In a nutshell: no sector-by-sector deals, no bi-lateral negotiations, no negotiations until the Brexit divorce bill is agreed, full freedom of movement during negotiations and any transition arrangement and no trade deal until the end of the Brexit negotiations (though I imagine the latter position may change).

These positions have been stated repeatedly and the discussions over 9 months carried out by May, Johnson, Davies and Fox should have made it abundantly clear what was in store, whatever the messages they may have been putting out to their own party, the right-wing media and country.

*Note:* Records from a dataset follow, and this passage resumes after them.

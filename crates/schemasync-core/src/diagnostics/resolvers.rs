//! Built-in resolver implementations.

use super::{resolve_chain, Diagnosis, Disposition, MessageResolver};
use crate::errors::ExError;
use crate::specification::{BoxedSpecification, Specification};

/// Unwraps one level of a batch error
///
/// Each member error is handed to the rest of the chain in turn; the first
/// diagnosis produced for any member wins. Declines when no member maps to a
/// message, including when the error is not a batch.
#[derive(Debug, Clone, Copy, Default)]
pub struct BatchResolver;

impl MessageResolver for BatchResolver {
    fn resolve(&self, error: &ExError, rest: &[Box<dyn MessageResolver>]) -> Option<Diagnosis> {
        error
            .related()
            .iter()
            .find_map(|inner| resolve_chain(rest, inner))
    }
}

/// Classifies a wrapping error by its direct cause
///
/// Declines when there is no cause or the rest of the chain declines it.
#[derive(Debug, Clone, Copy, Default)]
pub struct CauseResolver;

impl MessageResolver for CauseResolver {
    fn resolve(&self, error: &ExError, rest: &[Box<dyn MessageResolver>]) -> Option<Diagnosis> {
        error
            .source_error()
            .and_then(|cause| resolve_chain(rest, cause))
    }
}

/// A declarative (predicate, diagnosis) pair
pub struct Rule {
    spec: BoxedSpecification<ExError>,
    diagnosis: Diagnosis,
}

impl Rule {
    pub fn new(
        spec: BoxedSpecification<ExError>,
        message: impl Into<String>,
        disposition: Disposition,
    ) -> Self {
        Self {
            spec,
            diagnosis: Diagnosis::new(message, disposition),
        }
    }

    pub fn matches(&self, error: &ExError) -> bool {
        self.spec.is_satisfied_by(error)
    }

    pub fn diagnosis(&self) -> &Diagnosis {
        &self.diagnosis
    }
}

impl std::fmt::Debug for Rule {
    fn fmt(&self, f: &mut std::fmt::Formatter<'_>) -> std::fmt::Result {
        f.debug_struct("Rule")
            .field("diagnosis", &self.diagnosis)
            .finish_non_exhaustive()
    }
}

/// Evaluates rules in registration order; first satisfied rule wins
#[derive(Debug, Default)]
pub struct RuleResolver {
    rules: Vec<Rule>,
}

impl RuleResolver {
    pub fn new(rules: Vec<Rule>) -> Self {
        Self { rules }
    }

    pub fn push(&mut self, rule: Rule) {
        self.rules.push(rule);
    }

    pub fn rules(&self) -> &[Rule] {
        &self.rules
    }
}

impl MessageResolver for RuleResolver {
    fn resolve(&self, error: &ExError, _rest: &[Box<dyn MessageResolver>]) -> Option<Diagnosis> {
        self.rules
            .iter()
            .find(|rule| rule.matches(error))
            .map(|rule| rule.diagnosis.clone())
    }
}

The only element which seems to have caught the UK government by surprise is the EU´s position towards Gibraltar. The guidelines say: “After the United Kingdom leaves the union, no agreement between the EU and the United Kingdom may apply to the territory of Gibraltar without the agreement between the Kingdom of Spain and the United Kingdom.” which, roughly translated means that Spain will have a strong role in deciding the treatment of Gibraltar.

But should this part of the draft negotiation guidelines have come as a surprise? The facts are: we live in a post-colonial world; Gibraltar is a geographical part of the Spain (though this does raise the issue of Spain´s own bits of North Africa, namely Ceuta and Melillia); the UK is well on the way to being an ex-EU-member, which results in a repositioning on the issue of Gibraltar; not surprisingly, the Spaniards have been lobbying behind the scenes, just as Britons have; and the EU cannot be expected to continue to maintain a neutral position towards Spain/UK in relation to Gibraltar.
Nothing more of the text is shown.